31 Outubro 2018
A reflexão é de Marcel Domergue, sacerdote jesuíta francês, publicada no sítio Croire, comentando as leituras da Festa de Todos os Santos e Santas, do Ciclo B (1º de novembro de 2018). A tradução é de Francisco O. Lara, João Bosco Lara e José J. Lara.
O dia de Todos os Santos e Santas não é uma festa dos mortos, mas dos vivos: de todos os vivos, do passado, do presente e do futuro! É uma festa de alegria: reunidos todos, em comunhão com Deus.
Referências bíblicas:
1ª leitura: «Vi uma multidão imensa de gente de todas as nações, tribos, povos e línguas, que ninguém podia contar» (Apoc 7,2-4.9-14)
Salmo: 23(24) R/ É assim a geração dos que procuram o Senhor!
2ª leitura: «Nós o veremos tal como ele é.» (1 João 3,1-3)
Evangelho: «Alegrai-vos e exultai, porque será grande a vossa recompensa nos céus.» (Mateus 5,1-12)
Todos santos sim; você, eu, todos nós. Quando os primeiros escritos cristãos falam de "santos" é para designar os membros da comunidade que foram batizados em nome do Cristo: os que foram "santificados". As Escrituras, no entanto, ignoram aquelas categorias muito bem compartimentadas: é preciso acrescentar aos batizados, aos santos atuais, as grandes figuras do Antigo Testamento. O Apocalipse alarga ainda mais a perspectiva: seu texto não se serve da palavra "santo", mas fala dos "marcados com o selo". Doze mil é um número simbólico, para cada uma das doze tribos de Israel, e mais uma multidão de não israelitas a tal ponto numerosa “que ninguém podia contar”. Conforme o modo corrente de se representar as coisas, trata-se aí da população celeste, da população do "outro mundo", do "mundo que está por vir". Mas corrijamos: este mundo já está presente para nós, como sendo a face escondida do nosso mundo atual. Fazemos parte dele.
Por isso é que falamos em "Comunhão dos Santos". O que chamamos de "eternidade" é como a dimensão vertical da horizontalidade temporal das nossas vidas.

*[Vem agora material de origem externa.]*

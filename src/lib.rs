//! Electricity cost allocation engine for shared housing.
//!
//! This crate splits a monthly electricity invoice across rooms: each room
//! pays for its own metered usage plus a share of the unmetered communal
//! laundry usage, weighted by the wash cycles it ran. All quantities are
//! integers, shares are apportioned exactly, and every run carries an audit
//! trace explaining how the amounts were reached.

#![warn(missing_docs)]

pub mod api;
pub mod calculation;
pub mod config;
pub mod error;
pub mod models;
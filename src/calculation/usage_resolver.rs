//! Direct usage resolution.
//!
//! This module turns a period's meter readings into each room's directly
//! metered consumption and applies the missing-reading policy to registered
//! rooms that have no reading.

use std::collections::BTreeMap;

use serde::{Deserialize, Serialize};

use crate::error::{EngineError, EngineResult};
use crate::models::{AuditStep, AuditWarning, MeterReading, RoomId, RoomRegistry};

use super::usage_json;

/// What to do with a registered room that has no reading for the period.
#[derive(Debug, Clone, Copy, PartialEq, Eq, Hash, Default, Serialize, Deserialize)]
#[serde(rename_all = "snake_case")]
pub enum MissingReadingPolicy {
    /// Abort the allocation with `MissingReading`.
    #[default]
    Reject,
    /// Leave the room out of direct usage and shared-cost apportionment.
    Exclude,
    /// Include the room with zero direct usage.
    TreatAsZero,
}

impl MissingReadingPolicy {
    /// Returns the configuration name of the policy.
    pub fn as_str(&self) -> &'static str {
        match self {
            MissingReadingPolicy::Reject => "reject",
            MissingReadingPolicy::Exclude => "exclude",
            MissingReadingPolicy::TreatAsZero => "treat_as_zero",
        }
    }
}

/// The result of resolving direct usage, including the audit step.
#[derive(Debug, Clone)]
pub struct UsageResolution {
    /// Direct usage per participating room.
    pub direct_usage: BTreeMap<RoomId, i64>,
    /// Sum of direct usage over participating rooms.
    pub direct_total: i64,
    /// Registered rooms left out under the `Exclude` policy.
    pub excluded_rooms: Vec<RoomId>,
    /// Warnings raised while resolving.
    pub warnings: Vec<AuditWarning>,
    /// The audit step recording this stage.
    pub audit_step: AuditStep,
}

/// Computes `end - start` for every reading and reconciles against the registry.
///
/// # Arguments
///
/// * `readings` - One reading per room for the period
/// * `registry` - Registered rooms; an empty registry skips the missing-reading check
/// * `policy` - How registered rooms without a reading are handled
/// * `step_number` - The step number for audit trail sequencing
///
/// # Errors
///
/// - `InvalidReading` for a negative or non-increasing reading
/// - `DuplicateReading` if a room has more than one reading
/// - `MissingReading` for a registered room without a reading under `Reject`
/// - `EmptyRoomSet` if no room takes part
///
/// # Example
///
/// ```
/// use allocation_engine::calculation::{resolve_direct_usage, MissingReadingPolicy};
/// use allocation_engine::models::{MeterReading, RoomRegistry};
///
/// let readings = vec![
///     MeterReading { room_id: 1, start_electric: 100, end_electric: 150 },
///     MeterReading { room_id: 2, start_electric: 200, end_electric: 230 },
/// ];
///
/// let result = resolve_direct_usage(
///     &readings,
///     &RoomRegistry::empty(),
///     MissingReadingPolicy::Reject,
///     1,
/// )
/// .unwrap();
///
/// assert_eq!(result.direct_usage[&1], 50);
/// assert_eq!(result.direct_usage[&2], 30);
/// assert_eq!(result.direct_total, 80);
/// ```
pub fn resolve_direct_usage(
    readings: &[MeterReading],
    registry: &RoomRegistry,
    policy: MissingReadingPolicy,
    step_number: u32,
) -> EngineResult<UsageResolution> {
    let mut direct_usage: BTreeMap<RoomId, i64> = BTreeMap::new();
    let mut warnings = Vec::new();

    for reading in readings {
        reading.validate()?;
        if direct_usage.insert(reading.room_id, reading.usage()).is_some() {
            return Err(EngineError::DuplicateReading {
                room_id: reading.room_id,
            });
        }
    }

    if !registry.is_empty() {
        for room_id in direct_usage.keys().filter(|id| !registry.contains(**id)) {
            warnings.push(AuditWarning::new(
                "UNREGISTERED_ROOM",
                format!("Reading for room {} which is not in the room registry", room_id),
                "low",
            ));
        }
    }

    let mut excluded_rooms = Vec::new();
    let missing: Vec<RoomId> = registry
        .ids()
        .filter(|id| !direct_usage.contains_key(id))
        .collect();

    for room_id in missing {
        match policy {
            MissingReadingPolicy::Reject => {
                return Err(EngineError::MissingReading { room_id });
            }
            MissingReadingPolicy::Exclude => {
                excluded_rooms.push(room_id);
                warnings.push(AuditWarning::new(
                    "ROOM_EXCLUDED",
                    format!(
                        "Room {} has no reading and is excluded from this period",
                        room_id
                    ),
                    "medium",
                ));
            }
            MissingReadingPolicy::TreatAsZero => {
                direct_usage.insert(room_id, 0);
                warnings.push(AuditWarning::new(
                    "READING_ASSUMED_ZERO",
                    format!("Room {} has no reading; direct usage assumed to be 0", room_id),
                    "medium",
                ));
            }
        }
    }

    if direct_usage.is_empty() {
        return Err(EngineError::EmptyRoomSet);
    }

    // Usage is non-negative, so a saturated total still exceeds any bill.
    let direct_total = direct_usage
        .values()
        .fold(0i64, |acc, usage| acc.saturating_add(*usage));

    let audit_step = AuditStep {
        step_number,
        rule_id: "direct_usage".to_string(),
        rule_name: "Direct Usage Resolution".to_string(),
        input: serde_json::json!({
            "readings": readings.len(),
            "registered_rooms": registry.len(),
            "missing_reading_policy": policy.as_str()
        }),
        output: serde_json::json!({
            "direct_usage": usage_json(&direct_usage),
            "direct_total": direct_total,
            "excluded_rooms": excluded_rooms
        }),
        reasoning: format!(
            "{} rooms metered for {} units in total{}",
            direct_usage.len(),
            direct_total,
            if excluded_rooms.is_empty() {
                String::new()
            } else {
                format!(", {} excluded without a reading", excluded_rooms.len())
            }
        ),
    };

    Ok(UsageResolution {
        direct_usage,
        direct_total,
        excluded_rooms,
        warnings,
        audit_step,
    })
}
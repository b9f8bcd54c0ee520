//! The allocation pipeline.
//!
//! `Validate -> Resolve -> Apportion -> Settle`. Each stage is a pure
//! function of its inputs and the first failure aborts the whole run, so a
//! partial [`AllocationResult`] is never produced.

use std::collections::BTreeMap;

use tracing::debug;

use crate::error::{EngineError, EngineResult};
use crate::models::{
    AllocationResult, AuditStep, AuditTrace, BillingPeriod, LaundryCount, MeterReading,
    RoomAllocation, RoomId, RoomRegistry,
};

use super::fingerprint::input_fingerprint;
use super::settlement::{price_per_unit, settle};
use super::shared_apportioner::apportion_shared_usage;
use super::usage_resolver::{MissingReadingPolicy, resolve_direct_usage};

/// Decimal places used for the reported price per unit unless configured.
pub const DEFAULT_PRICE_PER_UNIT_SCALE: u32 = 4;

/// Everything the engine needs to allocate one billing period.
#[derive(Debug, Clone, PartialEq, Eq)]
pub struct AllocationInput {
    /// Invoice totals for the period.
    pub period: BillingPeriod,
    /// One meter reading per room.
    pub readings: Vec<MeterReading>,
    /// Laundry cycles per room, pre-counted for the period.
    pub laundry_counts: Vec<LaundryCount>,
}

/// Tunable behaviour of an allocation run.
#[derive(Debug, Clone, Copy, PartialEq, Eq)]
pub struct AllocationOptions {
    /// How registered rooms without a reading are handled.
    pub missing_reading_policy: MissingReadingPolicy,
    /// Decimal places of the reported price per unit.
    pub price_per_unit_scale: u32,
}

impl Default for AllocationOptions {
    fn default() -> Self {
        Self {
            missing_reading_policy: MissingReadingPolicy::default(),
            price_per_unit_scale: DEFAULT_PRICE_PER_UNIT_SCALE,
        }
    }
}

/// Allocates a period's electricity and money across rooms.
///
/// # Arguments
///
/// * `input` - Invoice totals, meter readings and laundry counts
/// * `registry` - Room registry used for labels and the missing-reading check
/// * `options` - Missing-reading policy and price display scale
///
/// # Errors
///
/// Any [`EngineError`] raised by validation or by one of the stages. No
/// partial result is returned.
///
/// # Example
///
/// ```
/// use allocation_engine::calculation::{allocate, AllocationInput, AllocationOptions};
/// use allocation_engine::models::{BillingPeriod, LaundryCount, MeterReading, RoomRegistry};
///
/// let input = AllocationInput {
///     period: BillingPeriod {
///         month: "2025-10".parse().unwrap(),
///         total_money: 350_000,
///         total_electricity: 100,
///     },
///     readings: vec![
///         MeterReading { room_id: 1, start_electric: 100, end_electric: 150 },
///         MeterReading { room_id: 2, start_electric: 200, end_electric: 230 },
///     ],
///     laundry_counts: vec![
///         LaundryCount { room_id: 1, count: 3 },
///         LaundryCount { room_id: 2, count: 1 },
///     ],
/// };
///
/// let result = allocate(&input, &RoomRegistry::empty(), &AllocationOptions::default()).unwrap();
///
/// assert_eq!(result.room(1).unwrap().total_usage, 65);
/// assert_eq!(result.room(2).unwrap().total_usage, 35);
/// assert_eq!(result.allocated_money(), 350_000);
/// ```
pub fn allocate(
    input: &AllocationInput,
    registry: &RoomRegistry,
    options: &AllocationOptions,
) -> EngineResult<AllocationResult> {
    allocate_fingerprinted(input, registry, options, input_fingerprint(input, registry, options))
}

/// Same as [`allocate`], with the input fingerprint already computed.
///
/// `fingerprint` is copied into the result as-is; callers that key a cache
/// on [`input_fingerprint`] pass that value to avoid hashing twice.
pub fn allocate_fingerprinted(
    input: &AllocationInput,
    registry: &RoomRegistry,
    options: &AllocationOptions,
    fingerprint: String,
) -> EngineResult<AllocationResult> {
    let period = &input.period;
    period.validate()?;

    debug!(
        month = %period.month,
        readings = input.readings.len(),
        laundry_counts = input.laundry_counts.len(),
        policy = options.missing_reading_policy.as_str(),
        "Starting allocation"
    );

    let resolution = resolve_direct_usage(
        &input.readings,
        registry,
        options.missing_reading_policy,
        1,
    )?;

    let apportionment = apportion_shared_usage(
        period.total_electricity,
        &resolution.direct_usage,
        &input.laundry_counts,
        2,
    )?;

    let total_usage: BTreeMap<RoomId, i64> = resolution
        .direct_usage
        .iter()
        .map(|(room_id, direct)| {
            let shared = apportionment.shared_usage.get(room_id).copied().unwrap_or(0);
            (*room_id, direct + shared)
        })
        .collect();

    let settlement = settle(
        period.total_money,
        period.total_electricity,
        &total_usage,
        apportionment.shared_total,
        3,
    )?;

    let rooms: Vec<RoomAllocation> = total_usage
        .iter()
        .map(|(room_id, total)| RoomAllocation {
            room_id: *room_id,
            room_name: registry.name_of(*room_id),
            laundry_cycles: apportionment.cycles.get(room_id).copied().unwrap_or(0),
            direct_usage: resolution.direct_usage[room_id],
            shared_usage: apportionment.shared_usage.get(room_id).copied().unwrap_or(0),
            total_usage: *total,
            total_money: settlement.money.get(room_id).copied().unwrap_or(0),
        })
        .collect();

    let conservation_step = check_conservation(period, &rooms, 4)?;

    let price = price_per_unit(
        period.total_money,
        period.total_electricity,
        options.price_per_unit_scale,
    )?;

    debug!(
        month = %period.month,
        rooms = rooms.len(),
        shared_electricity = apportionment.shared_total,
        residual = settlement.residual,
        "Allocation completed"
    );

    let mut warnings = resolution.warnings;
    warnings.extend(apportionment.warnings);
    warnings.extend(settlement.warnings);

    Ok(AllocationResult {
        month: period.month,
        price_per_unit: price,
        total_money: period.total_money,
        total_electricity: period.total_electricity,
        shared_electricity: apportionment.shared_total,
        shared_money: settlement.shared_money,
        split_basis: apportionment.split_basis,
        input_fingerprint: fingerprint,
        rooms,
        audit_trace: AuditTrace {
            steps: vec![
                resolution.audit_step,
                apportionment.audit_step,
                settlement.audit_step,
                conservation_step,
            ],
            warnings,
        },
    })
}

/// Verifies that the allocated electricity and money match the invoice.
fn check_conservation(
    period: &BillingPeriod,
    rooms: &[RoomAllocation],
    step_number: u32,
) -> EngineResult<AuditStep> {
    let electricity: i64 = rooms.iter().map(|r| r.total_usage).sum();
    let money: i64 = rooms.iter().map(|r| r.total_money).sum();

    if electricity != period.total_electricity || money != period.total_money {
        return Err(EngineError::CalculationError {
            message: format!(
                "allocation does not reconcile: {} of {} units, {} of {} money",
                electricity, period.total_electricity, money, period.total_money
            ),
        });
    }

    Ok(AuditStep {
        step_number,
        rule_id: "conservation_check".to_string(),
        rule_name: "Conservation Check".to_string(),
        input: serde_json::json!({
            "total_electricity": period.total_electricity,
            "total_money": period.total_money
        }),
        output: serde_json::json!({
            "allocated_electricity": electricity,
            "allocated_money": money
        }),
        reasoning: format!(
            "{} rooms account for all {} units and all {} of the bill",
            rooms.len(),
            electricity,
            money
        ),
    })
}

E esta dimensão vertical, divina, torna-nos indestrutíveis, capazes de atravessar a morte. Com a festa de Todos os Santos e Santas, celebramos, não o passado (os santos de outrora, desaparecidos) nem o futuro, mas o presente, que, aliás, está prenhe de um passado que foi salvo e de um futuro que verá ser revelada a salvação. Não há, pois, nenhum tempo perdido: aqui e agora, a cada instante, soa a hora de Deus, inesgotável.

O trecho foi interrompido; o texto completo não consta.